Planet magnetic field acts like giant bar magnet in center of planet that can be aligned differently than rotation axis. Charged particles spiral around magnetic field lines. Energetic charged particles from sun (solar wind) are deflected by Earth's magnetic field. Magnetic field acts as a shield. Charged, spiralling particles can produce non-thermal radiation-Jupiter radio noise.

B. Aurorae

Index

Aurorae: some solar wind particles spiral toward magnetic poles, crashing into atmospheric molecules, exciting them. Emission lines produced as the electrons in the atmospheric gas particles drop to lower energy levels. Sky glows and shimmers. Red light produced by Hydrogen gas and green light produced by Oxygen gas. The astronomy department at Rice University (Houston, TX) has a more indepth web page on the interaction of the Earth's magnetic field with the solar wind called Space Weather.

C. Magnetic Dynamo Theory

Ingredients for a magnetic field: 1) liquid conducting interior (metallic); 2) Rapid rotation--conducting material needs to be moving about. Magnetic dynamo theory.
  1. Venus has liquid conducting interior but spins slowly, therefore it has no magnetic field.
  2. Mars spins fast but no liquid interior, therefore it has no magnetic field.
  3. Earth spins fast and has a liquid conducting interior, therefore is has a magnetic field.
  4. Jupiter has liquid metallic Hydrogen interior and spins very rapidly, therefore it has a HUGE magnetic field.
  5. Mercury spins slowly and interior should be solid BUT it has small magnetic field!

Solar System Fluff

Index

A. Meteorites

Meteorites--small rocks from space that make it to the Earth's surface. A ``meteoroid'' is a small rock in space and a ``meteor'' is a rock originally from space that is now in the Earth's atmosphere. There are three basic types of meteorites.

    Stones

    Index

  1. STONES 95-97% of the meteorites are these with 85% of the stones being primitive-unchanged since they first solidified about 4.6 billion years (4.6 Gyr) ago. Most primitive ones have chondrules--frozen droplets of matter from early solar nebula. Chondrules are only found in primitive stones! Carbonaceous meteorites (some have chondrules) are the oldest. Carbonaceous meteorites contain silicates, carbon compounds, and water (around 22%!). Some even have organic molecules (amino acids). Other primitives are made of silicates and flecks of metal like Iron. All primitives are about 4.6 Gyr old.
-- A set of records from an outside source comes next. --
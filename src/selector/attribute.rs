//! Attribute resolution and comparison for `[...]` selector filters

use super::ast::{AttributeFilter, Comparator, ScopedAttributeFilter, ScopedValue};
use crate::domain::{Node, Shape, ShapeId, PRELUDE_NAMESPACE};

/// Value of an attribute path on a shape
#[derive(Debug, Clone, PartialEq)]
pub(crate) enum AttributeValue<'m> {
    Missing,
    Text(String),
    Node(&'m Node),
    /// Result of `(keys)` or `(values)`; comparisons match if any element does
    Projection(Vec<AttributeValue<'m>>),
}

impl<'m> AttributeValue<'m> {
    fn is_present(&self) -> bool {
        match self {
            AttributeValue::Missing => false,
            AttributeValue::Node(node) => !node.is_null(),
            AttributeValue::Projection(items) => !items.is_empty(),
            AttributeValue::Text(_) => true,
        }
    }

    /// Scalar string forms used for comparisons
    fn strings(&self) -> Vec<String> {
        match self {
            AttributeValue::Missing => Vec::new(),
            AttributeValue::Text(text) => vec![text.clone()],
            AttributeValue::Node(node) => match node {
                Node::String(s) => vec![s.clone()],
                Node::Number(n) => vec![n.to_string()],
                Node::Bool(b) => vec![b.to_string()],
                _ => Vec::new(),
            },
            AttributeValue::Projection(items) => items.iter().flat_map(|i| i.strings()).collect(),
        }
    }

    /// Applies one path segment
    fn project(self, segment: &str) -> AttributeValue<'m> {
        match self {
            AttributeValue::Missing => AttributeValue::Missing,
            AttributeValue::Text(text) => match segment {
                "(length)" => AttributeValue::Text(text.chars().count().to_string()),
                _ => AttributeValue::Missing,
            },
            AttributeValue::Node(node) => project_node(node, segment),
            AttributeValue::Projection(items) => {
                let mut out = Vec::new();
                for item in items {
                    match item.project(segment) {
                        AttributeValue::Missing => {}
                        AttributeValue::Projection(nested) => out.extend(nested),
                        value => out.push(value),
                    }
                }
                AttributeValue::Projection(out)
            }
        }
    }

    fn project_path(self, path: &[String]) -> AttributeValue<'m> {
        path.iter().fold(self, |value, segment| value.project(segment))
    }
}

fn project_node<'m>(node: &'m Node, segment: &str) -> AttributeValue<'m> {
    match (segment, node) {
        ("(keys)", Node::Object(map)) => AttributeValue::Projection(
            map.keys().map(|k| AttributeValue::Text(k.clone())).collect(),
        ),
        ("(values)", Node::Object(map)) => {
            AttributeValue::Projection(map.values().map(AttributeValue::Node).collect())
        }
        ("(values)", Node::Array(items)) => {
            AttributeValue::Projection(items.iter().map(AttributeValue::Node).collect())
        }
        ("(length)", Node::Object(map)) => AttributeValue::Text(map.len().to_string()),
        ("(length)", Node::Array(items)) => AttributeValue::Text(items.len().to_string()),
        ("(length)", Node::String(s)) => AttributeValue::Text(s.chars().count().to_string()),
        (key, Node::Object(map)) => map
            .get(key)
            .map(AttributeValue::Node)
            .unwrap_or(AttributeValue::Missing),
        (index, Node::Array(items)) => index
            .parse::<usize>()
            .ok()
            .and_then(|i| items.get(i))
            .map(AttributeValue::Node)
            .unwrap_or(AttributeValue::Missing),
        _ => AttributeValue::Missing,
    }
}

/// Resolves a trait name in a selector: relative names refer to the prelude
pub(crate) fn resolve_trait_name(name: &str) -> Option<ShapeId> {
    ShapeId::from_optional_namespace(PRELUDE_NAMESPACE, name).ok()
}

/// Resolves an attribute path (`id|name`, `trait|http|uri`, ...) on a shape
pub(crate) fn resolve<'m>(shape: &'m Shape, path: &[String]) -> AttributeValue<'m> {
    let Some((root, rest)) = path.split_first() else {
        return AttributeValue::Missing;
    };
    let id = shape.id();
    match root.as_str() {
        "id" => match rest.first().map(String::as_str) {
            None => AttributeValue::Text(id.to_string()),
            Some("namespace") => AttributeValue::Text(id.namespace().to_string()),
            Some("name") => AttributeValue::Text(id.name().to_string()),
            Some("member") => id
                .member()
                .map(|m| AttributeValue::Text(m.to_string()))
                .unwrap_or(AttributeValue::Missing),
            Some(_) => AttributeValue::Missing,
        },
        "service" => match (shape.as_service(), rest.first().map(String::as_str)) {
            (Some(_), None) => AttributeValue::Text(id.to_string()),
            (Some(service), Some("version")) => AttributeValue::Text(service.version.clone()),
            _ => AttributeValue::Missing,
        },
        "trait" => resolve_trait(shape, rest),
        _ => AttributeValue::Missing,
    }
}

fn resolve_trait<'m>(shape: &'m Shape, path: &[String]) -> AttributeValue<'m> {
    let Some((name, rest)) = path.split_first() else {
        return AttributeValue::Projection(
            shape
                .traits()
                .keys()
                .map(|id| AttributeValue::Text(id.to_string()))
                .collect(),
        );
    };
    let value = match name.as_str() {
        "(keys)" => AttributeValue::Projection(
            shape
                .traits()
                .keys()
                .map(|id| AttributeValue::Text(id.to_string()))
                .collect(),
        ),
        "(values)" => AttributeValue::Projection(
            shape
                .traits()
                .values()
                .map(|t| AttributeValue::Node(t.value()))
                .collect(),
        ),
        "(length)" => AttributeValue::Text(shape.traits().len().to_string()),
        name => match resolve_trait_name(name).and_then(|id| shape.get_trait(&id)) {
            Some(t) => AttributeValue::Node(t.value()),
            None => AttributeValue::Missing,
        },
    };
    value.project_path(rest)
}

fn compare_strings(comparator: Comparator, lhs: &str, rhs: &str, case_insensitive: bool) -> bool {
    let (lhs, rhs) = if case_insensitive {
        (lhs.to_lowercase(), rhs.to_lowercase())
    } else {
        (lhs.to_string(), rhs.to_string())
    };
    let numbers = || Some((lhs.parse::<f64>().ok()?, rhs.parse::<f64>().ok()?));
    match comparator {
        Comparator::Equals => lhs == rhs,
        Comparator::NotEquals => lhs != rhs,
        Comparator::StartsWith => lhs.starts_with(&rhs),
        Comparator::EndsWith => lhs.ends_with(&rhs),
        Comparator::Contains => lhs.contains(&rhs),
        Comparator::GreaterThan => numbers().is_some_and(|(l, r)| l > r),
        Comparator::GreaterThanOrEqual => numbers().is_some_and(|(l, r)| l >= r),
        Comparator::LessThan => numbers().is_some_and(|(l, r)| l < r),
        Comparator::LessThanOrEqual => numbers().is_some_and(|(l, r)| l <= r),
        Comparator::Exists => false,
    }
}

/// Compares a resolved value against candidate strings; any match wins
pub(crate) fn compare(
    value: &AttributeValue<'_>,
    comparator: Comparator,
    candidates: &[String],
    case_insensitive: bool,
) -> bool {
    if comparator == Comparator::Exists {
        let present = value.is_present();
        return candidates
            .iter()
            .any(|c| matches!((c.as_str(), present), ("true", true) | ("false", false)));
    }
    // Every comparator other than `?=` requires the value to be present
    let strings = value.strings();
    strings.iter().any(|lhs| {
        candidates
            .iter()
            .any(|rhs| compare_strings(comparator, lhs, rhs, case_insensitive))
    })
}

pub(crate) fn matches_attribute(shape: &Shape, filter: &AttributeFilter) -> bool {
    let value = resolve(shape, &filter.path);
    match &filter.comparison {
        None => value.is_present(),
        Some(comparison) => compare(
            &value,
            comparison.comparator,
            &comparison.values,
            comparison.case_insensitive,
        ),
    }
}

pub(crate) fn matches_scoped(shape: &Shape, filter: &ScopedAttributeFilter) -> bool {
    // Without a scope, context values are attribute paths on the shape itself
    if filter.scope.is_empty() {
        let lookup = |path: &[String]| resolve(shape, path);
        return scope_matches(&lookup, filter);
    }

    let scopes = match resolve(shape, &filter.scope) {
        AttributeValue::Missing => return false,
        AttributeValue::Projection(items) => items,
        value => vec![value],
    };
    scopes.into_iter().any(|scope| {
        let lookup = |path: &[String]| scope.clone().project_path(path);
        scope_matches(&lookup, filter)
    })
}

fn scope_matches<'m>(
    lookup: &dyn Fn(&[String]) -> AttributeValue<'m>,
    filter: &ScopedAttributeFilter,
) -> bool {
    let evaluate = |value: &ScopedValue| match value {
        ScopedValue::Literal(text) => AttributeValue::Text(text.clone()),
        ScopedValue::Context(path) => lookup(path),
    };
    filter.assertions.iter().all(|assertion| {
        let lhs = evaluate(&assertion.lhs);
        let candidates: Vec<String> = assertion
            .rhs
            .iter()
            .flat_map(|v| evaluate(v).strings())
            .collect();
        compare(&lhs, assertion.comparator, &candidates, assertion.case_insensitive)
    })
}

#[cfg(test)]
mod tests {
    use super::*;
    use crate::domain::{prelude_trait, ShapeType, Trait};
    use serde_json::json;

    fn path(p: &str) -> Vec<String> {
        p.split('|').map(str::to_string).collect()
    }

    fn shape() -> Shape {
        Shape::builder(ShapeType::Structure)
            .id(ShapeId::parse("ns.foo#Widget").unwrap())
            .add_trait(Trait::new(prelude_trait("documentation"), json!("Hello")))
            .add_trait(Trait::new(prelude_trait("tags"), json!(["a", "b"])))
            .add_trait(Trait::new(prelude_trait("range"), json!({"min": 1, "max": 10})))
            .build()
            .unwrap()
    }

    #[test]
    fn id_attributes() {
        let shape = shape();
        assert_eq!(resolve(&shape, &path("id")), AttributeValue::Text("ns.foo#Widget".into()));
        assert_eq!(resolve(&shape, &path("id|namespace")), AttributeValue::Text("ns.foo".into()));
        assert_eq!(resolve(&shape, &path("id|member")), AttributeValue::Missing);
        assert_eq!(resolve(&shape, &path("service|version")), AttributeValue::Missing);
    }

    #[test]
    fn trait_paths_and_projections() {
        let shape = shape();
        let value = resolve(&shape, &path("trait|documentation"));
        assert!(compare(&value, Comparator::Equals, &["hello".into()], true));
        assert!(!compare(&value, Comparator::Equals, &["hello".into()], false));

        let max = resolve(&shape, &path("trait|smithy.api#range|max"));
        assert!(compare(&max, Comparator::GreaterThan, &["9.5".into()], false));
        assert!(!compare(&max, Comparator::LessThan, &["abc".into()], false));

        let tags = resolve(&shape, &path("trait|tags|(values)"));
        assert!(compare(&tags, Comparator::Equals, &["b".into()], false));
        let length = resolve(&shape, &path("trait|tags|(length)"));
        assert!(compare(&length, Comparator::Equals, &["2".into()], false));

        let keys = resolve(&shape, &path("trait|(keys)"));
        assert!(compare(&keys, Comparator::Equals, &["smithy.api#tags".into()], false));
    }

    #[test]
    fn existence_and_inequality() {
        let shape = shape();
        let missing = resolve(&shape, &path("trait|sensitive"));
        assert!(compare(&missing, Comparator::Exists, &["false".into()], false));
        assert!(!compare(&missing, Comparator::Exists, &["true".into()], false));
        // `!=` never matches a missing value
        assert!(!compare(&missing, Comparator::NotEquals, &["x".into()], false));
    }
}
    Differentiated stones (10-12%) are from differentiated parent objects. Therefore, they are younger, say, 4.4 Gyr. All stones have densities around 3 g/cm^3. The stoneys look like Earth rocks.

    Stoney-Irons

    Index

  2. STONEY-IRONS 1% of the meteorites are these. They come from a differentiated body at the interface between a metal core and a rock mantle. Varying mixture of metal (Iron and Nickel) and rock (silicates). Age 4.4 Gyr. Densities 4-6 g/cm^3.

    Irons

  3. IRONS 2-3% of the meteorites are these, though around 40% of the finds are these since they are easily distinguished from Earth rocks. The come from a differentiated body core (iron and nickel). Densities around 7 g/cm^3. Irons sometimes have large, coarse-grained crystalline patterns (Widmanstatten patterns) that is evidence that they cooled slowly. Age 4.4 Gyr

  4. Primitive meteorites hold clues to composition and temperatures in early solar nebula.

    Finding Meteorites

    Index

  5. Most stoneys look like Earth rocks--hard to spot. The rare irons are easy to distinguish from Earth rocks. Go to Antarctica where stable white ice pack makes darker meteorites easy to find. Get an unbiased sample of meteorites. Most meteorites from asteroids and most asteroids have compositions (determined by spectroscopy) similar to stones. A few are from the Moon. A select few may be from Mars (SNC meteorites).

    Differentiation

    Index

  6. Differentiation--early planetoid is hot liquid and the heavy materials sink toward the center while the lighter stuff floats up to the top. Some meteorites come from larger differentiated asteroids that have been broken up.

    Radioactive Dating

  7. Radioactive Dating--absolute dating system using atoms that spontaneously break apart into more stable smaller atoms.
    a.
    Isotope--particular form of element. Isotopes of a given element have the same number of protons BUT different number of neutrons in nucleus so they have the same chemistry but different nuclear reactions.
    b.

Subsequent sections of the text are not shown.